Reproduce only the top of the records, down to and including the line containing "has no host.".

[[ GIVEN DATA open ]]

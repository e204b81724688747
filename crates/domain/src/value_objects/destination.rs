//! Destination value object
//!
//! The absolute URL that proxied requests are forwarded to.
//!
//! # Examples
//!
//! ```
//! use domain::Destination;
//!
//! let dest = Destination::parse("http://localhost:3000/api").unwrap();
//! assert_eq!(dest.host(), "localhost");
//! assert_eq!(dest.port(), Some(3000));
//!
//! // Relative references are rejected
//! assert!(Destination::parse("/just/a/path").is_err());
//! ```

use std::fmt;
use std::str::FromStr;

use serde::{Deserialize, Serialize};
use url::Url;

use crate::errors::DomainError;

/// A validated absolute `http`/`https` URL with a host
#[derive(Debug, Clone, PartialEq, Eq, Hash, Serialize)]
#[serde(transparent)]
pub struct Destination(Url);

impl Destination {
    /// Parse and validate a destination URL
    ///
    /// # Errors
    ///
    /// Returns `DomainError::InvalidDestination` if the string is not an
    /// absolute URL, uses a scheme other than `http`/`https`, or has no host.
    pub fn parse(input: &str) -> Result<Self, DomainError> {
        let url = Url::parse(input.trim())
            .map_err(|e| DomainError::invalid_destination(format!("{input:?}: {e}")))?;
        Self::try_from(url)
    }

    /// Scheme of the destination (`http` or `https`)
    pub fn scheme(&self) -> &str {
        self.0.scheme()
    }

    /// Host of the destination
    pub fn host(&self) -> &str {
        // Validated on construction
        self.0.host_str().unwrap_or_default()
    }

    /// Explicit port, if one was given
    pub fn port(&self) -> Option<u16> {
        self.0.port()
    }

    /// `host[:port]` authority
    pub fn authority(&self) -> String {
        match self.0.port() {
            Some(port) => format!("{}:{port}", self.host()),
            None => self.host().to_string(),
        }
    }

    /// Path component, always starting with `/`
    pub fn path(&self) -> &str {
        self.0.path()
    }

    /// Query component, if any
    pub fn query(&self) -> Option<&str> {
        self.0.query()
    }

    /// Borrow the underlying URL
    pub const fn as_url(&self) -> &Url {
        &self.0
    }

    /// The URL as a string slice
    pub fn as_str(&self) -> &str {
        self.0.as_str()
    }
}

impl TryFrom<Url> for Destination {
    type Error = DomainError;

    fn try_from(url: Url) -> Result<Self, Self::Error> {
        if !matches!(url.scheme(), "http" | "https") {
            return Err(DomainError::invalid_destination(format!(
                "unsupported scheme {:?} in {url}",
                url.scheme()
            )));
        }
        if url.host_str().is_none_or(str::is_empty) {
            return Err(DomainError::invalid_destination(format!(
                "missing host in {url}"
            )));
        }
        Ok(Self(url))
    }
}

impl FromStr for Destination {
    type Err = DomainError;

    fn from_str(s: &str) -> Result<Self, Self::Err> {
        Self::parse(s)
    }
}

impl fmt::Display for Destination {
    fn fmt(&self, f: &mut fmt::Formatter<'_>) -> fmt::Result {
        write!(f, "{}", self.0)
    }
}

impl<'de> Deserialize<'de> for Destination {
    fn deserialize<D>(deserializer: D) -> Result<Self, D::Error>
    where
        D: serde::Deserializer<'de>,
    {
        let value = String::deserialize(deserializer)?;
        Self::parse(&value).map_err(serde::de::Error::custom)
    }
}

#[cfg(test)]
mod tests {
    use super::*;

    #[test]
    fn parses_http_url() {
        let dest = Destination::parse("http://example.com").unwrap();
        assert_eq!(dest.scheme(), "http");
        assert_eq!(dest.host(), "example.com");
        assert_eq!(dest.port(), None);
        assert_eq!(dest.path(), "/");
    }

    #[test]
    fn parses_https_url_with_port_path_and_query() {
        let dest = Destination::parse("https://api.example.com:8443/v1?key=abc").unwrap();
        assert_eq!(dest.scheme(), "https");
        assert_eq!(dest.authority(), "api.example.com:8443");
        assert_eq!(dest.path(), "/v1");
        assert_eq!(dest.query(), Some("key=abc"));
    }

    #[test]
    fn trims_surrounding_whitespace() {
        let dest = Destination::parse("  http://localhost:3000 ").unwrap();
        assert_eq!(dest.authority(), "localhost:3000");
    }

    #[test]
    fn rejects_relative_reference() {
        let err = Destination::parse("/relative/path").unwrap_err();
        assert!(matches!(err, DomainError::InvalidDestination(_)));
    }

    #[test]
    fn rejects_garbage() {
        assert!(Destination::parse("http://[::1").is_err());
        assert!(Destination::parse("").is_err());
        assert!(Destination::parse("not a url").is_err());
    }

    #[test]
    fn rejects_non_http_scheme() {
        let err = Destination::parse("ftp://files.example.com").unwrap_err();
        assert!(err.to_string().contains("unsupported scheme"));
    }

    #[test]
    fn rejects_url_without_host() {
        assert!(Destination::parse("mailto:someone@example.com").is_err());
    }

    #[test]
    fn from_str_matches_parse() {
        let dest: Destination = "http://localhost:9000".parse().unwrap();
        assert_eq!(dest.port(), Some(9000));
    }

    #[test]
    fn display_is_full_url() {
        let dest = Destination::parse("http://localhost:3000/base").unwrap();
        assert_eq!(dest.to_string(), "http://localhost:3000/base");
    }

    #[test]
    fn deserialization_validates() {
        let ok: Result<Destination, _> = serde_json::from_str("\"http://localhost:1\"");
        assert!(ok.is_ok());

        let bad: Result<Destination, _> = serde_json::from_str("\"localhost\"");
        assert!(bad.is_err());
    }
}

[[ GIVEN DATA closed ]]

**YOUR RESPONSE:**
repository e204b81724688747
filename crates/domain/src/value_objects/destination.rs
//! Destination value object
//!
//! The absolute URL that proxied requests are forwarded to.
//!
//! # Examples
//!
//! ```
//! use domain::Destination;
//!
//! let dest = Destination::parse("http://localhost:3000/api").unwrap();
//! assert_eq!(dest.host(), "localhost");
//! assert_eq!(dest.port(), Some(3000));
//!
//! // Relative references are rejected
//! assert!(Destination::parse("/just/a/path").is_err());
//! ```

use std::fmt;
use std::str::FromStr;

use serde::{Deserialize, Serialize};
use url::Url;

use crate::errors::DomainError;

/// A validated absolute `http`/`https` URL with a host
#[derive(Debug, Clone, PartialEq, Eq, Hash, Serialize)]
#[serde(transparent)]
pub struct Destination(Url);

impl Destination {
    /// Parse and validate a destination URL
    ///
    /// # Errors
    ///
    /// Returns `DomainError::InvalidDestination` if the string is not an
    /// absolute URL, uses a scheme other than `http`/`https`, or has no host.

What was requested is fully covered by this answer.